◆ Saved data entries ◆
=== Begin Enclosure ===

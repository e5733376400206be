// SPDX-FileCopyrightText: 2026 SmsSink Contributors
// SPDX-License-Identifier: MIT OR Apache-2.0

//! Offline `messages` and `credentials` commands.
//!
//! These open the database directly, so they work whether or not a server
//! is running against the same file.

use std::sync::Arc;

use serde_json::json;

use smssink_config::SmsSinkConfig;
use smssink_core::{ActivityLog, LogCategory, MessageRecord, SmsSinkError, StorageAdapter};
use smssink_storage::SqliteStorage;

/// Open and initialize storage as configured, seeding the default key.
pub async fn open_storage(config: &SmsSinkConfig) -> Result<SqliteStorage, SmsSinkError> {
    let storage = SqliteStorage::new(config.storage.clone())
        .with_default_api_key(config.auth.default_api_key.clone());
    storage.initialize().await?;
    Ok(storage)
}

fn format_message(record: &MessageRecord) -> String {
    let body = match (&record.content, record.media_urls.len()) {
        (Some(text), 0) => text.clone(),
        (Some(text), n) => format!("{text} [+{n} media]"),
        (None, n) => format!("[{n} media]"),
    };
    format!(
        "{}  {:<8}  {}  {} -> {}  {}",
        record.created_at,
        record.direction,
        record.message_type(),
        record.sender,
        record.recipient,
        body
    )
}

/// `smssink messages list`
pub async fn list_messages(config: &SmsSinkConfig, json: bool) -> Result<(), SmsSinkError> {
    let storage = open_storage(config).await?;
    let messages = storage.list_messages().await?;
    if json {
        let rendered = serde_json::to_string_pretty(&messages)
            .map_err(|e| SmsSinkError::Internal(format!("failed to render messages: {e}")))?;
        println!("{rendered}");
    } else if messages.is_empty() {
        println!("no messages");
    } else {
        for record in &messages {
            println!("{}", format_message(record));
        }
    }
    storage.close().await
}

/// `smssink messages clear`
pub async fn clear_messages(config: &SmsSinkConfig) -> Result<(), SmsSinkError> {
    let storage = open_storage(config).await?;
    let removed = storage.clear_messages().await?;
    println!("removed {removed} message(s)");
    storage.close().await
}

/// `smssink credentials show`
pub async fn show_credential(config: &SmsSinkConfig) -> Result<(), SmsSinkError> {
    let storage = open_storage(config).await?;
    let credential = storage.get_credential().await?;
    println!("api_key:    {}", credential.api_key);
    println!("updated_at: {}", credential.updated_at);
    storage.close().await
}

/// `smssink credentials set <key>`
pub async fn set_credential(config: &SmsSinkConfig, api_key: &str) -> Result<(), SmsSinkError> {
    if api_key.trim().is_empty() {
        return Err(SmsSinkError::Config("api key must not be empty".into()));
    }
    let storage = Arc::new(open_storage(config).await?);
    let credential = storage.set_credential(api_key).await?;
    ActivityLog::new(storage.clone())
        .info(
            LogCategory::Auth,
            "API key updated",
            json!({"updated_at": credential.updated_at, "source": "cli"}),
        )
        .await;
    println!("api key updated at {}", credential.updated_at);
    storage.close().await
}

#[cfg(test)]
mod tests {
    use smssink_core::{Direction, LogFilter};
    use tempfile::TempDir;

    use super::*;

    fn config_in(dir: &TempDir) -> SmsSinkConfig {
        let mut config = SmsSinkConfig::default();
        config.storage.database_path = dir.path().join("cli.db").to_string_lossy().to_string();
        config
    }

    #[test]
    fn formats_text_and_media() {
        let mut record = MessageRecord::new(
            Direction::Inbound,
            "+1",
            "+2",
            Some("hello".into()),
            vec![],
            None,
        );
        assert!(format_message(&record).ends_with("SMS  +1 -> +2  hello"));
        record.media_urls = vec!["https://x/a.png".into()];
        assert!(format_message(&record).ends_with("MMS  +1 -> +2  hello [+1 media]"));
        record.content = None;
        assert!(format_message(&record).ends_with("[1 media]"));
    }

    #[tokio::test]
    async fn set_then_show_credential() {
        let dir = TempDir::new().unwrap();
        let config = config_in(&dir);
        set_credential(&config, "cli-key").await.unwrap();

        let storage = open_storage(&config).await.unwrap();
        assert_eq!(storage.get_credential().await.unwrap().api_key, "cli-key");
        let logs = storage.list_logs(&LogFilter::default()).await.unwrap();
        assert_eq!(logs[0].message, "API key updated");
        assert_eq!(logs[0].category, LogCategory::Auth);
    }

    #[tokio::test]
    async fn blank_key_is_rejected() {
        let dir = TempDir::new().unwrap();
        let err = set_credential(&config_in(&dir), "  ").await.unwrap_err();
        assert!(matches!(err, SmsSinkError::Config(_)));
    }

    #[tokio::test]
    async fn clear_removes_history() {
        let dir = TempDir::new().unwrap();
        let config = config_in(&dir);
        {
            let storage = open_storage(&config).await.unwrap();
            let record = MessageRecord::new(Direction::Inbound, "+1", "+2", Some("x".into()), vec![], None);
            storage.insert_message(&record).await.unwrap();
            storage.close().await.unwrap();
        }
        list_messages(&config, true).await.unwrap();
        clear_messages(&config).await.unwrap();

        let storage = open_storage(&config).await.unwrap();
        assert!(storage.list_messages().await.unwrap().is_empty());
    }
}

=== End Enclosure ===
=== Begin Enclosure ===

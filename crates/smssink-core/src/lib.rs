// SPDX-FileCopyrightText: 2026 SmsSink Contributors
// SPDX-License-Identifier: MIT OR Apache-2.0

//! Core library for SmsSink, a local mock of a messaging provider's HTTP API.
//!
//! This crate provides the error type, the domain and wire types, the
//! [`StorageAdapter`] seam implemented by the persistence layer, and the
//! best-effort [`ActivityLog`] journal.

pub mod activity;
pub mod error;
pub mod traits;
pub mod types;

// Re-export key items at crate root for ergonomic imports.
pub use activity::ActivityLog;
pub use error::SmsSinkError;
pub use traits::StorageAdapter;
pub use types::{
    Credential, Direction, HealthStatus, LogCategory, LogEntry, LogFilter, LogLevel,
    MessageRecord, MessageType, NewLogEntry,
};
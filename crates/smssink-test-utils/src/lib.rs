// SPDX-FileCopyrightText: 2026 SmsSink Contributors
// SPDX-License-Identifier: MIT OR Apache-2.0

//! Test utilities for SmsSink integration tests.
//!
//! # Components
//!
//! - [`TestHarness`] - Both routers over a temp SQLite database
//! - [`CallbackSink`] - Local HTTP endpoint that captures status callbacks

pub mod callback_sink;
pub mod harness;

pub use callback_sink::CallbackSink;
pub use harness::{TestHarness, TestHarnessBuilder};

=== End Enclosure ===
=== Begin Enclosure ===

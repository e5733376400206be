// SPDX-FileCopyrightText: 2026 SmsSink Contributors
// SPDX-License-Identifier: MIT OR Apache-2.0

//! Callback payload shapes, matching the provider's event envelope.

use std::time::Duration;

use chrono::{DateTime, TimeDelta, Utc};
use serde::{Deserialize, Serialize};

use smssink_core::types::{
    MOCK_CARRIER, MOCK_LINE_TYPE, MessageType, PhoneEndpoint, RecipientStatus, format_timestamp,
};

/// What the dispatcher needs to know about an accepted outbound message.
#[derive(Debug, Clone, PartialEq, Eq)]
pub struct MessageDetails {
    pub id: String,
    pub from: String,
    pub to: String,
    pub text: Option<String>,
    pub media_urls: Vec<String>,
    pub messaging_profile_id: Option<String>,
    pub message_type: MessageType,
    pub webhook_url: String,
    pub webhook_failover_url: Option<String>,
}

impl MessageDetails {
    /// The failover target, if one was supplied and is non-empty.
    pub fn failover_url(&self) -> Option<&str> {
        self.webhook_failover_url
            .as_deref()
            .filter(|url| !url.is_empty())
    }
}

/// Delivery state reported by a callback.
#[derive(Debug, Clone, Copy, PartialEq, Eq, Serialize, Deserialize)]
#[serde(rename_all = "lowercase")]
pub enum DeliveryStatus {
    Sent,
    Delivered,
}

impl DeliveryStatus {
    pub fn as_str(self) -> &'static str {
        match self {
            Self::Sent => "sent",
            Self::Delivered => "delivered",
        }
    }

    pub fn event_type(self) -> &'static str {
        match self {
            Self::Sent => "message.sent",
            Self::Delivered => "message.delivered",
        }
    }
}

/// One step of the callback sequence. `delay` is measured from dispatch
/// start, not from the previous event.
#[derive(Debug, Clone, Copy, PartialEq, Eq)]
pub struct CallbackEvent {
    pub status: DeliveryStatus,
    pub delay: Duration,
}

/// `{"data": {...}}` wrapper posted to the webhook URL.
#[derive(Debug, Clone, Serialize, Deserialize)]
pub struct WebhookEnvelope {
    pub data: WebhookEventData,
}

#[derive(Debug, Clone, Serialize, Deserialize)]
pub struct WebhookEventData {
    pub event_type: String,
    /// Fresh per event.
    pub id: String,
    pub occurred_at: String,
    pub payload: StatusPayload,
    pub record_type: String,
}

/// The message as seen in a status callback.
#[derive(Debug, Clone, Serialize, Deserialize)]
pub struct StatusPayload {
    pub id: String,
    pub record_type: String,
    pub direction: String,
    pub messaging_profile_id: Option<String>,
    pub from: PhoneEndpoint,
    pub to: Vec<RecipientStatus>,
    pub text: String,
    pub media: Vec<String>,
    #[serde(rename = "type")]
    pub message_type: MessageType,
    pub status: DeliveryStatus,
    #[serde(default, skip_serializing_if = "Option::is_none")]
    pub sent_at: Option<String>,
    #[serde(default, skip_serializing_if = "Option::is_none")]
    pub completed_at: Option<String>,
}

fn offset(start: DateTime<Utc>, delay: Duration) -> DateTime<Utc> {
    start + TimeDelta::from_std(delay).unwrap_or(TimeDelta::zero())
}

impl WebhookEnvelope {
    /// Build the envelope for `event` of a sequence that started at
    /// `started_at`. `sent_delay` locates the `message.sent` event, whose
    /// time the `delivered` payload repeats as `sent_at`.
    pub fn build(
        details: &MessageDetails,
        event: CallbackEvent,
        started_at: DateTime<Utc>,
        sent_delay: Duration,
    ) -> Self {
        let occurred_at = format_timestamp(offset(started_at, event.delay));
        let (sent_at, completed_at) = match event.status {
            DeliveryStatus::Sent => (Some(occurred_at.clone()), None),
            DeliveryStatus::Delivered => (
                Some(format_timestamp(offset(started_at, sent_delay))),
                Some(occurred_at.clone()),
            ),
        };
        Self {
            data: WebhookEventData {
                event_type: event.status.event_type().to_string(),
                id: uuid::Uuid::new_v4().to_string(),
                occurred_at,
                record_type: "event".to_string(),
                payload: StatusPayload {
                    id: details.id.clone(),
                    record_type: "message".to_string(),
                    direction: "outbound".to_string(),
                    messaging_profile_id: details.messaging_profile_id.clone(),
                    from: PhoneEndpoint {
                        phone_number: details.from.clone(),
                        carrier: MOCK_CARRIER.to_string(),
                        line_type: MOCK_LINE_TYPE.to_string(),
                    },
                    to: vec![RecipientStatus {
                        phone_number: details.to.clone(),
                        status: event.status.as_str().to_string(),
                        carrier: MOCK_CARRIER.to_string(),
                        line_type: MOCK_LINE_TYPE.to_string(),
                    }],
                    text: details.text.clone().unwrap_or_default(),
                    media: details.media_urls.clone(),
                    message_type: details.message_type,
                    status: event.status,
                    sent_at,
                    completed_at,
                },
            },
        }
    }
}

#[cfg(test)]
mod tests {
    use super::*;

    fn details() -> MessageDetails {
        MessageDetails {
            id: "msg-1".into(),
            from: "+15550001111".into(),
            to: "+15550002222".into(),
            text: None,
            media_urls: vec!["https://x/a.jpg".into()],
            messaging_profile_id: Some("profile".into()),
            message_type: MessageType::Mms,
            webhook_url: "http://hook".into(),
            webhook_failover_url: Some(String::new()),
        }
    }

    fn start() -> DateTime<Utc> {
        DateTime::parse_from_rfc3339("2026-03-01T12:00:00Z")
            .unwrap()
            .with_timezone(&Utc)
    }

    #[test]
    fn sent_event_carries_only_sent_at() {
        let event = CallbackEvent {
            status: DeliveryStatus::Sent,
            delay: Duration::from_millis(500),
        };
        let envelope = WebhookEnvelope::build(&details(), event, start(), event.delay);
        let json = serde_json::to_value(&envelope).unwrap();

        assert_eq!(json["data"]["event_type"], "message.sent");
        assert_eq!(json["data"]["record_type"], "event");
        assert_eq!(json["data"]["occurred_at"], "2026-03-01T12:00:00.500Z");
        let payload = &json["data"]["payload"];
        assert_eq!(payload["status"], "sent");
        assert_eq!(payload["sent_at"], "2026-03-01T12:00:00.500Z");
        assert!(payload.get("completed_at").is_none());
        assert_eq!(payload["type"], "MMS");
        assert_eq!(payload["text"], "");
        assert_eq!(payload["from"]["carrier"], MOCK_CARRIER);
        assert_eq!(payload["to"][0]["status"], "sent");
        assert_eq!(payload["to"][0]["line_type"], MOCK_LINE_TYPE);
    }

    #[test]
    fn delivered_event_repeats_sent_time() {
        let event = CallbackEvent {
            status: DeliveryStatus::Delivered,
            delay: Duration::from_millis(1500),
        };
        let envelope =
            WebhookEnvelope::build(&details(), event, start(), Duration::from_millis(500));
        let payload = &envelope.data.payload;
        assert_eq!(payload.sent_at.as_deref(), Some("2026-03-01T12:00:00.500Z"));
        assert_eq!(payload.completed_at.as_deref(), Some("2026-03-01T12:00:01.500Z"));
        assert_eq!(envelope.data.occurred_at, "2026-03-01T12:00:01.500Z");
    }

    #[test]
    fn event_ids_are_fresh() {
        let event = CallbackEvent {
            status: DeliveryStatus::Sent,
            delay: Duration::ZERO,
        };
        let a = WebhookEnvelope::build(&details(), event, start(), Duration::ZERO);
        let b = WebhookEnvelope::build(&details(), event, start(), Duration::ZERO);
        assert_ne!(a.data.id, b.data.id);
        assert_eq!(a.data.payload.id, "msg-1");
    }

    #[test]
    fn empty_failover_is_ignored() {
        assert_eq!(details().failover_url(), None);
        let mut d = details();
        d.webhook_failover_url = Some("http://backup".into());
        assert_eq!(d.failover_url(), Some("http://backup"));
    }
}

=== End Enclosure ===

◆ TASK DETAILS ◆
Which lines above include the string "PhoneEndpoint"? Show them.

◆ RESULT FOR THIS TASK ◆
    MOCK_CARRIER, MOCK_LINE_TYPE, MessageType, PhoneEndpoint, RecipientStatus, format_timestamp,
    pub from: PhoneEndpoint,
                    from: PhoneEndpoint {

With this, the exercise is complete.